In the end, however, the most profound change to the liturgical churches has been the fact that the liturgy has been treated more and more as if it were a rough draft of options to be sorted out and implemented locally.  Again, this is true of Rome but, in many cases, even more true of Lutherans.  It is not simply that our liturgical identity has changed as a group but has given birth to changes so local as to defy branding Sunday morning with Lutheranism.  What is done and how it is done has become so diverse as to undermine the very unity of the faith.  In this, I am not thinking of the additions to the Divine Service but the omissions.  It is not simply what is added but what is subtracted from Sunday morning -- for the sake of relevance or brevity or taste.  

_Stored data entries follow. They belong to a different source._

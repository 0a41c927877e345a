//! Temporal values.

use crate::error::{CodecError, CodecResult};
use chrono::{DateTime, FixedOffset, SecondsFormat, Utc};
use std::cmp::Ordering;
use std::fmt;

/// A point in time as stored in a document.
///
/// Two representations exist side by side: calendar times produced by
/// application code, and the database's own `seconds + nanos` timestamp
/// returned by reads. Equality and ordering look only at the instant, so a
/// calendar time and a native timestamp for the same moment are equal.
#[derive(Debug, Clone, Copy)]
pub enum Timestamp {
    /// Calendar time with an explicit UTC offset.
    Calendar(DateTime<FixedOffset>),
    /// Database-native timestamp.
    Native {
        /// Seconds since the Unix epoch.
        seconds: i64,
        /// Nanoseconds within the second. Larger values carry into
        /// `seconds` when compared or converted.
        nanos: u32,
    },
}

impl Timestamp {
    /// Creates a native timestamp.
    ///
    /// Nanoseconds beyond one second carry into `seconds`.
    #[must_use]
    pub fn native(seconds: i64, nanos: u32) -> Self {
        let (seconds, nanos) = carry_nanos(seconds, nanos);
        Self::Native { seconds, nanos }
    }

    /// Creates a native timestamp for a UTC instant.
    #[must_use]
    pub fn native_from(time: DateTime<Utc>) -> Self {
        Self::Native {
            seconds: time.timestamp(),
            nanos: time.timestamp_subsec_nanos(),
        }
    }

    /// Creates a calendar timestamp for a UTC instant.
    #[must_use]
    pub fn from_utc(time: DateTime<Utc>) -> Self {
        Self::Calendar(time.into())
    }

    /// Returns the instant as `(seconds, nanos)` since the Unix epoch, with
    /// `nanos` always below one second.
    #[must_use]
    pub fn epoch(&self) -> (i64, u32) {
        match self {
            Timestamp::Calendar(time) => (time.timestamp(), time.timestamp_subsec_nanos()),
            Timestamp::Native { seconds, nanos } => carry_nanos(*seconds, *nanos),
        }
    }

    /// Converts to a universal instant.
    ///
    /// # Errors
    ///
    /// Fails when a native timestamp lies outside chrono's calendar range.
    pub fn to_utc(&self) -> CodecResult<DateTime<Utc>> {
        match self {
            Timestamp::Calendar(time) => Ok(time.with_timezone(&Utc)),
            Timestamp::Native { .. } => {
                let (seconds, nanos) = self.epoch();
                DateTime::from_timestamp(seconds, nanos)
                    .ok_or(CodecError::TimestampOutOfRange { seconds, nanos })
            }
        }
    }

    /// Formats the instant as an RFC 3339 UTC string.
    ///
    /// # Errors
    ///
    /// Fails when the instant cannot be represented as a calendar time.
    pub fn to_rfc3339(&self) -> CodecResult<String> {
        Ok(self.to_utc()?.to_rfc3339_opts(SecondsFormat::AutoSi, true))
    }

    /// Parses an RFC 3339 string into a calendar timestamp.
    ///
    /// # Errors
    ///
    /// Fails when the input is not valid RFC 3339.
    pub fn parse_rfc3339(input: &str) -> CodecResult<Self> {
        DateTime::parse_from_rfc3339(input)
            .map(Timestamp::Calendar)
            .map_err(|e| CodecError::invalid_structure(format!("bad timestamp {input:?}: {e}")))
    }
}

fn carry_nanos(seconds: i64, nanos: u32) -> (i64, u32) {
    let carry = i64::from(nanos / 1_000_000_000);
    (seconds.saturating_add(carry), nanos % 1_000_000_000)
}

impl PartialEq for Timestamp {
    fn eq(&self, other: &Self) -> bool {
        self.epoch() == other.epoch()
    }
}

impl Eq for Timestamp {}

impl PartialOrd for Timestamp {
    fn partial_cmp(&self, other: &Self) -> Option<Ordering> {
        Some(self.cmp(other))
    }
}

impl Ord for Timestamp {
    fn cmp(&self, other: &Self) -> Ordering {
        self.epoch().cmp(&other.epoch())
    }
}

impl fmt::Display for Timestamp {
    fn fmt(&self, f: &mut fmt::Formatter<'_>) -> fmt::Result {
        match self.to_rfc3339() {
            Ok(text) => f.write_str(&text),
            Err(_) => {
                let (seconds, nanos) = self.epoch();
                write!(f, "{seconds}.{nanos:09}s")
            }
        }
    }
}

impl From<DateTime<Utc>> for Timestamp {
    fn from(time: DateTime<Utc>) -> Self {
        Self::from_utc(time)
    }
}

impl From<DateTime<FixedOffset>> for Timestamp {
    fn from(time: DateTime<FixedOffset>) -> Self {
        Self::Calendar(time)
    }
}
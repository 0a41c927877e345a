//! Property-based test generators using proptest.
//!
//! Strategies produce values the way the database would return them:
//! finite floats, timestamps in either representation, and nested
//! arrays and maps of bounded depth.

use chrono::{DateTime, Utc};
use docket_codec::{Timestamp, Value};
use docket_core::Document;
use proptest::prelude::*;

/// Strategy for top-level field names.
pub fn field_name_strategy() -> impl Strategy<Value = String> {
    prop::string::string_regex("[a-z][a-zA-Z0-9]{0,7}").expect("Invalid regex")
}

/// Strategy for instants between 1970 and 2100, whole microseconds.
pub fn instant_strategy() -> impl Strategy<Value = DateTime<Utc>> {
    (0i64..4_102_444_800, 0u32..1_000_000).prop_map(|(secs, micros)| {
        DateTime::from_timestamp(secs, micros * 1_000).unwrap_or_default()
    })
}

/// Strategy for timestamps in either representation.
pub fn timestamp_strategy() -> impl Strategy<Value = Timestamp> {
    (instant_strategy(), any::<bool>()).prop_map(|(time, native)| {
        if native {
            Timestamp::native_from(time)
        } else {
            Timestamp::from_utc(time)
        }
    })
}

/// Strategy for leaf values.
pub fn scalar_strategy() -> impl Strategy<Value = Value> {
    prop_oneof![
        Just(Value::Null),
        any::<bool>().prop_map(Value::Bool),
        any::<i64>().prop_map(Value::Integer),
        (-1.0e12f64..1.0e12).prop_map(Value::Float),
        prop::string::string_regex("[a-zA-Z0-9 ]{0,12}")
            .expect("Invalid regex")
            .prop_map(Value::Text),
        timestamp_strategy().prop_map(Value::Instant),
    ]
}

/// Strategy for arbitrary values, nested up to three levels.
pub fn value_strategy() -> impl Strategy<Value = Value> {
    scalar_strategy().prop_recursive(3, 32, 4, |inner| {
        prop_oneof![
            prop::collection::vec(inner.clone(), 0..4).prop_map(Value::Array),
            prop::collection::btree_map(field_name_strategy(), inner, 0..4).prop_map(Value::Map),
        ]
    })
}

/// Strategy for stored documents.
pub fn document_strategy() -> impl Strategy<Value = Document> {
    prop::collection::btree_map(field_name_strategy(), value_strategy(), 0..6)
}

/// Returns the same instant in the other representation.
pub fn flip_representation(value: &Value) -> Value {
    match value {
        Value::Instant(t) => match t.to_utc() {
            Ok(time) => match t {
                Timestamp::Native { .. } => Value::Instant(Timestamp::from_utc(time)),
                Timestamp::Calendar(_) => Value::Instant(Timestamp::native_from(time)),
            },
            Err(_) => value.clone(),
        },
        Value::Array(items) => Value::Array(items.iter().map(flip_representation).collect()),
        Value::Map(fields) => Value::Map(
            fields
                .iter()
                .map(|(k, v)| (k.clone(), flip_representation(v)))
                .collect(),
        ),
        other => other.clone(),
    }
}

/// Lifecycle call applied to an entity set.
#[derive(Debug, Clone, Copy, PartialEq, Eq)]
pub enum LifecycleCall {
    /// `add`
    Add,
    /// `remove`
    Remove,
    /// `track`
    Track,
}

/// Strategy for lifecycle calls on a small pool of ids.
pub fn lifecycle_strategy(max_calls: usize) -> impl Strategy<Value = Vec<(LifecycleCall, u8)>> {
    let call = prop_oneof![
        Just(LifecycleCall::Add),
        Just(LifecycleCall::Remove),
        Just(LifecycleCall::Track),
    ];
    prop::collection::vec((call, 0u8..4), 0..max_calls)
}

/// Configuration for property tests.
#[derive(Debug, Clone)]
pub struct PropTestConfig {
    /// Number of test cases to run.
    pub cases: u32,
    /// Maximum shrink iterations.
    pub max_shrink_iters: u32,
}

impl Default for PropTestConfig {
    fn default() -> Self {
        Self {
            cases: 256,
            max_shrink_iters: 1000,
        }
    }
}

impl PropTestConfig {
    /// Creates a configuration for quick tests.
    #[must_use]
    pub fn quick() -> Self {
        Self {
            cases: 32,
            max_shrink_iters: 100,
        }
    }

    /// Creates a configuration for thorough tests.
    #[must_use]
    pub fn thorough() -> Self {
        Self {
            cases: 1024,
            max_shrink_iters: 10000,
        }
    }

    /// Converts to proptest config.
    #[must_use]
    pub fn to_proptest_config(&self) -> ProptestConfig {
        ProptestConfig {
            cases: self.cases,
            max_shrink_iters: self.max_shrink_iters,
            ..ProptestConfig::default()
        }
    }
}
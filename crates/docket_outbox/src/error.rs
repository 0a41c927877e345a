//! Error types for the outbox and inbox.

use docket_codec::CodecError;
use docket_core::CoreError;
use thiserror::Error;

/// Result type for outbox operations.
pub type OutboxResult<T> = Result<T, OutboxError>;

/// Failure to publish a message.
#[derive(Debug, Clone, PartialEq, Eq, Error)]
pub enum BusError {
    /// The bus could not be reached.
    #[error("message bus unavailable: {message}")]
    Unavailable {
        /// Error message.
        message: String,
    },

    /// The bus refused the message.
    #[error("publish to {topic} rejected: {message}")]
    Rejected {
        /// Topic the message was sent to.
        topic: String,
        /// Error message.
        message: String,
    },
}

impl BusError {
    /// Creates an unavailable error.
    pub fn unavailable(message: impl Into<String>) -> Self {
        Self::Unavailable {
            message: message.into(),
        }
    }

    /// Creates a rejected error.
    pub fn rejected(topic: impl Into<String>, message: impl Into<String>) -> Self {
        Self::Rejected {
            topic: topic.into(),
            message: message.into(),
        }
    }

    /// Returns true if publishing again may succeed.
    pub fn is_retryable(&self) -> bool {
        matches!(self, BusError::Unavailable { .. })
    }
}

/// Errors that can occur in outbox and inbox operations.
#[derive(Debug, Error)]
pub enum OutboxError {
    /// Database or lifecycle error.
    #[error(transparent)]
    Core(#[from] CoreError),

    /// Publishing failed.
    #[error(transparent)]
    Bus(#[from] BusError),

    /// A stored value had the wrong shape.
    #[error(transparent)]
    Codec(#[from] CodecError),

    /// Message encoding failed.
    #[error("message encoding error: {0}")]
    Json(#[from] serde_json::Error),
}

impl OutboxError {
    /// Returns true for a not-found database error.
    pub fn is_not_found(&self) -> bool {
        matches!(self, OutboxError::Core(err) if err.is_not_found())
    }
}
//! Typed access to stored document fields.

use chrono::{DateTime, Utc};
use docket_codec::{CodecError, CodecResult, Timestamp, Value};
use docket_core::{Document, FieldWrite};

fn field<'a>(doc: &'a Document, key: &str) -> CodecResult<&'a Value> {
    doc.get(key)
        .ok_or_else(|| CodecError::invalid_structure(format!("missing field `{key}`")))
}

fn mistyped(key: &str, expected: &str) -> CodecError {
    CodecError::invalid_structure(format!("field `{key}` is not {expected}"))
}

pub(crate) fn text(doc: &Document, key: &str) -> CodecResult<String> {
    field(doc, key)?
        .as_text()
        .map(str::to_string)
        .ok_or_else(|| mistyped(key, "text"))
}

pub(crate) fn boolean(doc: &Document, key: &str) -> CodecResult<bool> {
    field(doc, key)?
        .as_bool()
        .ok_or_else(|| mistyped(key, "a boolean"))
}

pub(crate) fn instant(doc: &Document, key: &str) -> CodecResult<DateTime<Utc>> {
    field(doc, key)?
        .as_instant()
        .ok_or_else(|| mistyped(key, "an instant"))?
        .to_utc()
}

/// Missing and null fields both read as `None`.
pub(crate) fn optional_instant(doc: &Document, key: &str) -> CodecResult<Option<DateTime<Utc>>> {
    match doc.get(key) {
        None | Some(Value::Null) => Ok(None),
        Some(_) => instant(doc, key).map(Some),
    }
}

pub(crate) fn set_instant(time: DateTime<Utc>) -> FieldWrite {
    FieldWrite::Set(Value::Instant(Timestamp::from_utc(time)))
}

Further, the justification for these changes is said to be missional.  The goal of making disciples is a more lofty goal and more noble purpose than maintaining the liturgical traditions of our Confession.  Even among more confessional souls, the by-word of our times is adiaphora -- anything goes since nothing is required.  The conflict of mission and piety, outreach and worship, has been coming for a while but now it is so entrenched that I wonder if it has not become part of the sacred but oral tradition that we hand down -- and one more powerful that the written ones (like rubrics).

It must be wondered how many empty pews are due to the abandonment of the liturgy and the loss of the mystery of God's presence replaced with toe tapping music and a down home casual attitude toward the presence of God.  I well know that liturgical formality has been the scapegoat of several of the last generations and in an effort to loosen things up the liturgical was blamed instead of the people in the chancel or in the pews.  How foolish it was and is to blame the form for the sins of those using it!  We have embraced the idea that diversity is good and local option is better than national identity to the point where we may never recover a sense of who we are or ought to be on Sunday morning.  The genie is out of the bottle and technology has allowed us to go where we never went before.  What we are lacking is any sense that what we can do is not what we should, that what is possible may not be beneficial.  I read that somewhere.

The pandemic has contributed its share of liturgical anomalies to modern views of worship and liturgy and they will not be quickly forgotten.  The further deterioration of our liturgical identity as confessional Lutheran people will come as the bad or merely expedient things we learn from COVID 19 are woven into the fabric of our already locally optioned version of the worship book.  What we will have lost is the perspective of what is ancient and yet ever new -- the witness of the saints who went before us and our unity with those who passed onto us the sacred deposit.  As Dr. Nagel put it in the old hymnal, we are heirs of an astonishingly rich tradition.  Unfortunately and to punish those who come after us, we have disregarded that tradition in favor of things no older than our last thought and no more relevant that the previous whim we dropped everything to follow.  The saints may wince and Jesus may cry but the real suffering is foisted on those who hear and believe and are simply looking for a place where what they heard about is lived out.  That is the goal and purpose of the local congregation -- to give the faithful (young or old) the place where the inheritance of the saints meets the confession and excitement of the moment to extend what was first given us and more may receive it still.

We all know what happened with New Coke or any other new and improved brand that has sacrificed its identity and integrity for the chance to call itself nothing like it was before.  We can only pray that the very name does not become tainted with the worst we invent to replace the best of what went before.